I contratti a termine sono rapidamente cresciuti passando dal 6,8% dell’occupazione dipendente nel 1994 a circa il 10% a partire dal 2000. Nel 2005 i  contratti a carattere temporaneo hanno interessato oltre due milioni di lavoratori dipendenti (quasi il 13%). Oltre la metà dei nuovi posti di lavoro creati dal 1994 al 2005 sono a lavori a termine. Con lo scoppio della crisi la quota di lavoratori dipendenti a termine è scesa a meno del 10%. I primi a subire l’effetto della crisi e ad essere estromessi dal mercato del lavoro sono stati infatti i lavoratori con contratti temporanei che alla scadenza non sono stati rinnovati.

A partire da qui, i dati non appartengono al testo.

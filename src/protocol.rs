// Author: kelexine (https://github.com/kelexine)
// protocol.rs — JSON request/response handling for `--stdin` mode
//
// Every failure is answered with an `{"error": ...}` object rather than an
// exit code, so a caller driving the tool over pipes always gets JSON back.

use std::path::Path;

use serde::{Deserialize, Deserializer};
use serde_json::{Value, json};
use tracing::debug;

use crate::aggregate::{BatchOptions, analyze_file, analyze_snippet, run_batch};
use crate::collect::{SourceFile, collect_files};
use crate::language::supported_extensions;
use crate::models::{FileFailure, FileOutcome, Thresholds};

/// One entry of a `files` manifest.
#[derive(Debug, Default, Deserialize)]
pub struct ManifestEntry {
    pub path: Option<String>,
    pub original_name: Option<String>,
    pub filename: Option<String>,
}

impl ManifestEntry {
    fn display_name(&self) -> Option<String> {
        self.original_name
            .clone()
            .or_else(|| self.filename.clone())
            .filter(|n| !n.is_empty())
            .or_else(|| {
                self.path.as_deref().map(|p| {
                    Path::new(p)
                        .file_name()
                        .map(|n| n.to_string_lossy().into_owned())
                        .unwrap_or_else(|| p.to_string())
                })
            })
    }
}

/// Threshold overrides, accepted both top-level and under `metadata`.
#[derive(Debug, Default, Deserialize)]
pub struct ThresholdOverrides {
    pub max_file_lines: Option<usize>,
    pub max_function_lines: Option<usize>,
    pub max_complexity: Option<usize>,
}

#[derive(Debug, Default, Deserialize)]
pub struct Request {
    pub path: Option<String>,
    pub directory: Option<String>,
    #[serde(default, deserialize_with = "lenient_manifest")]
    pub files: Vec<ManifestEntry>,
    pub code: Option<String>,
    pub language: Option<String>,
    #[serde(flatten)]
    pub thresholds: ThresholdOverrides,
    pub metadata: Option<ThresholdOverrides>,
    #[serde(default)]
    pub summary: bool,
}

/// `files` that is null or not an array reads as an empty manifest; entries
/// that are not objects are kept as entries with no path.
fn lenient_manifest<'de, D>(deserializer: D) -> Result<Vec<ManifestEntry>, D::Error>
where
    D: Deserializer<'de>,
{
    let value = Value::deserialize(deserializer)?;
    let Value::Array(items) = value else {
        return Ok(Vec::new());
    };
    Ok(items
        .into_iter()
        .map(|item| serde_json::from_value(item).unwrap_or_default())
        .collect())
}

impl Request {
    /// Local path to scan; `path` wins over `directory`, empty strings are absent.
    pub fn local_path(&self) -> Option<&str> {
        self.path
            .as_deref()
            .filter(|p| !p.is_empty())
            .or_else(|| self.directory.as_deref().filter(|d| !d.is_empty()))
    }

    /// `metadata` beats top-level fields, which beat `base`.
    pub fn thresholds(&self, base: &Thresholds) -> Thresholds {
        let meta = self.metadata.as_ref();
        let pick = |f: fn(&ThresholdOverrides) -> Option<usize>, fallback: usize| {
            meta.and_then(f).or_else(|| f(&self.thresholds)).unwrap_or(fallback)
        };
        Thresholds {
            max_file_lines: pick(|t| t.max_file_lines, base.max_file_lines),
            max_function_lines: pick(|t| t.max_function_lines, base.max_function_lines),
            max_complexity: pick(|t| t.max_complexity, base.max_complexity),
        }
    }
}

/// Parse a request and produce the JSON response.
pub fn handle_request(input: &str, base: &Thresholds, parallel: bool, max_files: usize) -> Value {
    let request: Request = match serde_json::from_str(input) {
        Ok(r) => r,
        Err(e) => return json!({ "error": format!("Invalid JSON input: {}", e) }),
    };

    let thresholds = request.thresholds(base);
    let options = BatchOptions {
        parallel,
        summary_only: request.summary,
    };

    if let Some(dir) = request.local_path() {
        return scan_directory(dir, &thresholds, options, max_files);
    }

    if !request.files.is_empty() {
        return analyze_manifest(&request.files, &thresholds, options);
    }

    match request.code.as_deref().filter(|c| !c.is_empty()) {
        Some(code) => {
            let report = analyze_snippet(code, request.language.as_deref(), &thresholds);
            to_value(&report)
        }
        None => json!({
            "error": "Missing required input. Provide 'path'/'directory' (local path), 'files' (array), or 'code' (string).",
            "examples": {
                "local": { "path": "." },
                "files": { "files": [{ "path": "/tmp/file.py", "original_name": "file.py" }] },
                "code": { "code": "def hello(): pass" },
            },
        }),
    }
}

fn scan_directory(dir: &str, thresholds: &Thresholds, options: BatchOptions, max_files: usize) -> Value {
    let files = match collect_files(Path::new(dir), max_files) {
        Ok(f) => f,
        Err(e) => return json!({ "error": e.to_string() }),
    };
    if files.is_empty() {
        return json!({
            "error": format!("No supported code files found in {}", dir),
            "supported_extensions": supported_extensions(),
        });
    }
    debug!("scanning {} files under {}", files.len(), dir);
    let report = run_batch(&files, options, |f| analyze_file(f, None, thresholds));
    to_value(&report)
}

fn analyze_manifest(entries: &[ManifestEntry], thresholds: &Thresholds, options: BatchOptions) -> Value {
    let planned: Vec<Result<SourceFile, FileFailure>> = entries
        .iter()
        .map(|entry| {
            let name = entry.display_name();
            match entry.path.as_deref().filter(|p| !p.is_empty()) {
                Some(path) => Ok(SourceFile::new(path, name.unwrap_or_else(|| path.to_string()))),
                None => Err(FileFailure {
                    filename: name.unwrap_or_else(|| "unknown".to_string()),
                    error: "File path missing in file manifest".to_string(),
                }),
            }
        })
        .collect();

    let report = run_batch(&planned, options, |entry| match entry {
        Ok(file) => analyze_file(file, None, thresholds),
        Err(failure) => FileOutcome::Failed(failure.clone()),
    });
    to_value(&report)
}

fn to_value<T: serde::Serialize>(value: &T) -> Value {
    serde_json::to_value(value)
        .unwrap_or_else(|e| json!({ "error": format!("Analysis failed: {}", e) }))
}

Anche il part-time coinvolge un numero sempre più elevato di lavoratori e attualmente copre oltre il 15,1% dei dipendenti (oltre 2,6 milioni di lavoratori).
Al netto delle sovrapposizioni,  oltre 3 milioni di lavoratori è coinvolta in forme di lavoro atipico.


Contemporaneamente è cresciuto il lavoro dei collaboratori coordinati e continuativi e dei collaboratori a progetto che, pur collocandosi formalmente come lavoro autonomo spesso nasconde situazioni di lavoro dipendente, senza però le garanzie normalmente offerte al lavoratore dipendente (ad esempio la retribuzione in caso di assenza per malattia). I collaboratori sono legati da un contratto con un’azienda senza esclusività (ma nella maggior parte dei casi il legame è con una sola azienda). Si può stimare che circa mezzo milione di collaboratori siano in realtà lavoratori subordinati “mascherati” da autonomi.

 

         

Il lavoro nero

 

L’attività sommersa permette di aggirare le norme che regolano l’attività di produzione e l’utilizzo del lavoro; dunque consente l’evasione fiscale e contributiva, l’inosservanza delle norme relative alla sicurezza,  agli orari di lavoro e ai minimi salariali.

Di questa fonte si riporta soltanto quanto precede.